RECORDS TO USE:
//! H264 and MJPEG video encoder.

use picam_mmal::{
    ComponentId, ComponentKind, Encoding, Graph, IntraRefresh, Parameter, ParameterId, PortRef,
    Rational,
};
use picam_types::{VideoConfig, VideoEncoding};
use tracing::{debug, info, instrument, warn};

use crate::error::HalContext;
use crate::policy::{clamp_bitrate, resolve_level, slice_rows};
use crate::{EncoderHandle, EncoderResult};

/// Output buffer size used for MJPEG, whose recommended size is too small
/// for a full frame.
const MJPEG_BUFFER_SIZE: u32 = 256 << 10;

/// Slicing is only supported up to this width.
const MAX_SLICED_WIDTH: u32 = 1280;

/// Build and enable the video encoder and its output pool.
///
/// `framerate` is the rate committed on the camera, which may be 0 when a
/// long shutter forced a variable rate. The component is destroyed again
/// if any required setting fails; optional stream flags are only logged.
#[instrument(name = "create_video_encoder", skip(graph, config), fields(encoding = ?config.encoding))]
pub fn create_video_encoder(graph: &mut Graph, config: &VideoConfig, framerate: u32) -> EncoderResult<EncoderHandle> {
    let id = graph
        .create_component(ComponentKind::VideoEncoder)
        .stage("Unable to create video encoder component")?;

    match configure(graph, id, config, framerate) {
        Ok(handle) => {
            info!(?id, bitrate = handle.bitrate, buffers = handle.pool.capacity(), "Video encoder ready");
            Ok(handle)
        }
        Err(e) => {
            if let Err(destroy) = graph.destroy_component(id) {
                warn!("Failed to destroy video encoder after error: {}", destroy);
            }
            Err(e)
        }
    }
}

fn configure(graph: &mut Graph, id: ComponentId, config: &VideoConfig, framerate: u32) -> EncoderResult<EncoderHandle> {
    let input = PortRef::input(id, 0);
    let output = PortRef::output(id, 0);
    let h264 = config.encoding == VideoEncoding::H264;

    graph
        .copy_format(input, output)
        .stage("Unable to set format on video encoder output port")?;
    let mut format = graph
        .format(output)
        .stage("Unable to set format on video encoder output port")?;
    format.encoding = if h264 { Encoding::H264 } else { Encoding::Mjpeg };
    format.encoding_variant = None;
    format.bitrate = clamp_bitrate(config.encoding, config.level, config.bitrate);
    // Picked up from the input once the camera is connected.
    format.video.frame_rate = Rational::new(0, 1);
    format.buffer_size = 0;
    format.buffer_num = 0;
    let negotiated = graph
        .commit_format(output, format)
        .stage("Unable to set format on video encoder output port")?;

    let size = if h264 {
        negotiated.buffer_size_recommended
    } else {
        MJPEG_BUFFER_SIZE
    }
    .max(negotiated.buffer_size_min);
    let num = negotiated
        .buffer_num_recommended
        .max(negotiated.buffer_num_min);
    graph
        .set_buffer_requirements(output, num, size)
        .stage("Unable to set video encoder buffers")?;

    if h264 {
        configure_h264(graph, output, config, framerate)?;
    }

    if let Err(e) = graph.set_parameter(input, &Parameter::ImmutableInput(config.immutable_input)) {
        warn!("Unable to set immutable input flag: {}", e);
    }

    graph
        .enable_component(id)
        .stage("Unable to enable video encoder component")?;
    let pool = graph
        .create_pool(output)
        .stage("Failed to create buffer header pool for video encoder output port")?;

    Ok(EncoderHandle {
        id,
        encoding: negotiated.encoding,
        bitrate: negotiated.bitrate,
        pool,
    })
}

fn configure_h264(graph: &Graph, output: PortRef, config: &VideoConfig, framerate: u32) -> EncoderResult<()> {
    let (width, height) = (config.common.width, config.common.height);

    if let Some(period) = config.intraperiod {
        graph
            .set_parameter(output, &Parameter::IntraPeriod(period))
            .stage("Unable to set intraperiod")?;
    }

    if config.slices > 1 && width <= MAX_SLICED_WIDTH {
        let rows = slice_rows(height, config.slices);
        graph
            .set_parameter(output, &Parameter::MbRowsPerSlice(rows))
            .stage("Unable to set number of slices")?;
    }

    if config.quantisation > 0 {
        let qp = config.quantisation;
        graph
            .set_parameter(output, &Parameter::InitialQuant(qp))
            .stage("Unable to set initial QP")?;
        graph
            .set_parameter(output, &Parameter::MinQuant(qp))
            .stage("Unable to set min QP")?;
        graph
            .set_parameter(output, &Parameter::MaxQuant(qp))
            .stage("Unable to set max QP")?;
    }

    let level = resolve_level(config.level, width, height, framerate)?;
    graph
        .set_parameter(
            output,
            &Parameter::Profile {
                profile: config.profile,
                level,
            },
        )
        .stage("Unable to set H264 profile")?;
    debug!(profile = ?config.profile, level = level.name(), "H264 profile set");

    let flags = [
        (Parameter::InlineHeader(config.inline_headers), "inline header"),
        (Parameter::SpsTiming(config.add_sps_timing), "SPS timing"),
        (Parameter::InlineVectors(config.inline_motion_vectors), "inline vectors"),
    ];
    for (param, name) in flags {
        if let Err(e) = graph.set_parameter(output, &param) {
            warn!(flag = name, "Failed to set encoder flag: {}", e);
        }
    }

    if let Some(mode) = config.intra_refresh {
        // Read first so values we do not manage are preserved.
        let mut refresh = match graph.get_parameter(output, ParameterId::IntraRefresh) {
            Ok(Parameter::IntraRefresh(existing)) => existing,
            Ok(_) | Err(_) => {
                warn!("Unable to get existing H264 intra-refresh values, using defaults");
                IntraRefresh {
                    mode,
                    air_mbs: 0,
                    air_ref: 0,
                    cir_mbs: 0,
                    pir_mbs: 0,
                }
            }
        };
        refresh.mode = mode;
        graph
            .set_parameter(output, &Parameter::IntraRefresh(refresh))
            .stage("Unable to set H264 intra-refresh values")?;
    }
    Ok(())
}

#[cfg(test)]
mod tests {
    use super::*;
    use picam_mmal::sim::{SimConfig, SimulatedHardware};
    use picam_mmal::{Host, Status};
    use picam_types::{CommonSettings, H264Level, IntraRefreshType};
    use std::sync::Arc;

    use crate::error::EncoderError;

    fn setup(config: SimConfig) -> (Arc<SimulatedHardware>, Graph) {
        let sim = Arc::new(SimulatedHardware::new(config));
        let host = Host::new(sim.clone());
        host.bring_up().unwrap();
        (sim, host.graph().unwrap())
    }

    fn video(width: u32, height: u32) -> VideoConfig {
        VideoConfig {
            common: CommonSettings {
                width,
                height,
                ..CommonSettings::default()
            },
            ..VideoConfig::default()
        }
    }

    #[test]
    fn test_h264_encoder_defaults() {
        let (sim, mut graph) = setup(SimConfig::default());
        let encoder = create_video_encoder(&mut graph, &video(1920, 1080), 30).unwrap();

        let format = graph.format(encoder.output_port()).unwrap();
        assert_eq!(format.encoding, Encoding::H264);
        assert_eq!(format.bitrate, 17_000_000);
        assert_eq!(format.buffer_size, format.buffer_size_recommended);
        assert_eq!(encoder.pool().capacity(), format.buffer_num as usize);
        assert!(graph.component(encoder.id()).unwrap().is_enabled());

        assert_eq!(
            sim.parameter(encoder.output_port(), ParameterId::Profile),
            Some(Parameter::Profile {
                profile: picam_types::H264Profile::Baseline,
                level: H264Level::L4,
            })
        );
        assert_eq!(
            sim.parameter(encoder.input_port(), ParameterId::ImmutableInput),
            Some(Parameter::ImmutableInput(true))
        );
        assert!(sim
            .parameter(encoder.output_port(), ParameterId::IntraPeriod)
            .is_none());
    }

    #[test]
    fn test_mjpeg_buffer_size_and_bitrate_clamp() {
        let (_sim, mut graph) = setup(SimConfig::default());
        let config = VideoConfig {
            encoding: VideoEncoding::Mjpeg,
            bitrate: 90_000_000,
            ..video(1280, 720)
        };
        let encoder = create_video_encoder(&mut graph, &config, 30).unwrap();
        let format = graph.format(encoder.output_port()).unwrap();
        assert_eq!(format.buffer_size, MJPEG_BUFFER_SIZE);
        assert_eq!(encoder.bitrate(), 25_000_000);
    }

    #[test]
    fn test_level_upgrade_and_slices() {
        let (sim, mut graph) = setup(SimConfig::default());
        let config = VideoConfig {
            slices: 4,
            intraperiod: Some(15),
            quantisation: 20,
            ..video(1280, 720)
        };
        let encoder = create_video_encoder(&mut graph, &config, 120).unwrap();
        let output = encoder.output_port();
        assert_eq!(
            sim.parameter(output, ParameterId::MbRowsPerSlice),
            Some(Parameter::MbRowsPerSlice(12))
        );
        assert_eq!(
            sim.parameter(output, ParameterId::IntraPeriod),
            Some(Parameter::IntraPeriod(15))
        );
        assert_eq!(
            sim.parameter(output, ParameterId::MaxQuant),
            Some(Parameter::MaxQuant(20))
        );
        let Some(Parameter::Profile { level, .. }) = sim.parameter(output, ParameterId::Profile)
        else {
            panic!("profile not set");
        };
        assert_eq!(level, H264Level::L42);
    }

    #[test]
    fn test_too_many_macroblocks_rolls_back() {
        let (sim, mut graph) = setup(SimConfig::default());
        let err = create_video_encoder(&mut graph, &video(1920, 1080), 120).unwrap_err();
        assert!(matches!(err, EncoderError::TooManyMacroblocks { .. }));
        assert_eq!(sim.component_count(), 0);
        assert!(graph.is_empty());
    }

    #[test]
    fn test_optional_flags_are_soft() {
        let (_sim, mut graph) = setup(SimConfig {
            reject_parameters: vec![
                (ParameterId::InlineHeader, Status::NotSupported),
                (ParameterId::ImmutableInput, Status::Invalid),
            ],
            ..SimConfig::default()
        });
        assert!(create_video_encoder(&mut graph, &video(1280, 720), 30).is_ok());
    }

    #[test]
    fn test_required_setting_failure_rolls_back() {
        let (sim, mut graph) = setup(SimConfig {
            reject_parameters: vec![(ParameterId::Profile, Status::Invalid)],
            ..SimConfig::default()
        });
        let err = create_video_encoder(&mut graph, &video(1280, 720), 30).unwrap_err();
        assert_eq!(err.hal().and_then(|e| e.status_code()), Some(Status::Invalid));
        assert_eq!(sim.component_count(), 0);
    }

    #[test]
    fn test_intra_refresh_defaults_when_unreadable() {
        let (sim, mut graph) = setup(SimConfig::default());
        let config = VideoConfig {
            intra_refresh: Some(IntraRefreshType::Cyclic),
            ..video(1280, 720)
        };
        let encoder = create_video_encoder(&mut graph, &config, 30).unwrap();
        assert_eq!(
            sim.parameter(encoder.output_port(), ParameterId::IntraRefresh),
            Some(Parameter::IntraRefresh(IntraRefresh {
                mode: IntraRefreshType::Cyclic,
                air_mbs: 0,
                air_ref: 0,
                cir_mbs: 0,
                pir_mbs: 0,
            }))
        );
    }
}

WHAT THE TASK REQUIRES: What do the lines of the material read, from the first through the line with "is too small"? Transcribe them exactly and stop there.

FINAL ANSWER:
//! H264 and MJPEG video encoder.

use picam_mmal::{
    ComponentId, ComponentKind, Encoding, Graph, IntraRefresh, Parameter, ParameterId, PortRef,
    Rational,
};
use picam_types::{VideoConfig, VideoEncoding};
use tracing::{debug, info, instrument, warn};

use crate::error::HalContext;
use crate::policy::{clamp_bitrate, resolve_level, slice_rows};
use crate::{EncoderHandle, EncoderResult};

/// Output buffer size used for MJPEG, whose recommended size is too small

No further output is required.